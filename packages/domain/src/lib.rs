//! # Scorer Domain
//!
//! Shared domain objects for the acoustic scoring core.
//!
//! This crate contains the types exchanged between the signal-processing
//! frontend, the scorer, and the decoder's search component, keeping the
//! scorer crate free of cyclic dependencies on either side.

pub mod data_item;
pub mod error;
pub mod feature;
pub mod scoreable;
pub mod signal;

// Re-export core types
pub use data_item::DataItem;
pub use error::ScoreError;
pub use feature::{FeatureFrame, FeatureVector};
pub use scoreable::Scoreable;
pub use signal::SignalKind;
//! The pull boundary between the signal-processing frontend and the
//! scorer.
//!
//! The scorer never computes features; it consumes [`DataItem`]s from
//! whatever implements [`FeatureSource`]. [`ChannelSource`] is the
//! shipped implementation for the common deployment where a capture or
//! processing thread produces frames and the decoder thread scores
//! them.

use crossbeam_channel::{Receiver, Sender};
use scorer_domain::{DataItem, ScoreError};

/// Blocking pull contract of the feature stream.
pub trait FeatureSource {
    /// Retrieve the next item, blocking until one is available.
    ///
    /// `Ok(None)` means the stream is exhausted without an explicit
    /// end signal. A [`ScoreError::Processing`] failure is local to
    /// one item; the source may well produce again on the next call.
    fn next_item(&mut self) -> Result<Option<DataItem>, ScoreError>;
}

/// Producer half of a [`ChannelSource`] pair.
///
/// Handed to the capture/processing thread; dropping it (or calling
/// [`FeatureFeed::finish`]) ends the stream on the consumer side.
#[derive(Debug, Clone)]
pub struct FeatureFeed {
    tx: Sender<DataItem>,
}

impl FeatureFeed {
    /// Push one item into the stream, blocking while the channel is
    /// full. Returns `false` if the consumer is gone.
    pub fn push(&self, item: impl Into<DataItem>) -> bool {
        self.tx.send(item.into()).is_ok()
    }

    /// Drop the sender, letting the consumer observe exhaustion.
    pub fn finish(self) {}
}

/// Channel-backed [`FeatureSource`] fed by another thread.
///
/// The receive blocks, matching the scorer's synchronous pull model;
/// a disconnected producer surfaces as stream exhaustion, not as an
/// error.
#[derive(Debug)]
pub struct ChannelSource {
    rx: Receiver<DataItem>,
}

impl ChannelSource {
    /// Create a bounded feed/source pair with the given capacity.
    pub fn bounded(capacity: usize) -> (FeatureFeed, Self) {
        let (tx, rx) = crossbeam_channel::bounded(capacity);
        (FeatureFeed { tx }, Self { rx })
    }

    /// Create an unbounded feed/source pair.
    pub fn unbounded() -> (FeatureFeed, Self) {
        let (tx, rx) = crossbeam_channel::unbounded();
        (FeatureFeed { tx }, Self { rx })
    }
}

impl FeatureSource for ChannelSource {
    fn next_item(&mut self) -> Result<Option<DataItem>, ScoreError> {
        Ok(self.rx.recv().ok())
    }
}

/* --------------------------------------------------------------------- */
/*  Unit-tests                                                           */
◇ ◇ ◇
> INSTRUCTIONS TO FOLLOW: Extract from the records above the lines from the one containing "pub struct FeatureFeed" to the one containing "impl FeatureSource for", both lines included, exactly as they appear and with nothing else.

> PROBLEM SOLUTION:
pub struct FeatureFeed {
    tx: Sender<DataItem>,
}

impl FeatureFeed {
    /// Push one item into the stream, blocking while the channel is
    /// full. Returns `false` if the consumer is gone.
    pub fn push(&self, item: impl Into<DataItem>) -> bool {
        self.tx.send(item.into()).is_ok()
    }

    /// Drop the sender, letting the consumer observe exhaustion.
    pub fn finish(self) {}
}

/// Channel-backed [`FeatureSource`] fed by another thread.
///
/// The receive blocks, matching the scorer's synchronous pull model;
/// a disconnected producer surfaces as stream exhaustion, not as an
/// error.
#[derive(Debug)]
pub struct ChannelSource {
    rx: Receiver<DataItem>,
}

impl ChannelSource {
    /// Create a bounded feed/source pair with the given capacity.
    pub fn bounded(capacity: usize) -> (FeatureFeed, Self) {
        let (tx, rx) = crossbeam_channel::bounded(capacity);
        (FeatureFeed { tx }, Self { rx })
    }

    /// Create an unbounded feed/source pair.
    pub fn unbounded() -> (FeatureFeed, Self) {
        let (tx, rx) = crossbeam_channel::unbounded();
        (FeatureFeed { tx }, Self { rx })
    }
}

impl FeatureSource for ChannelSource {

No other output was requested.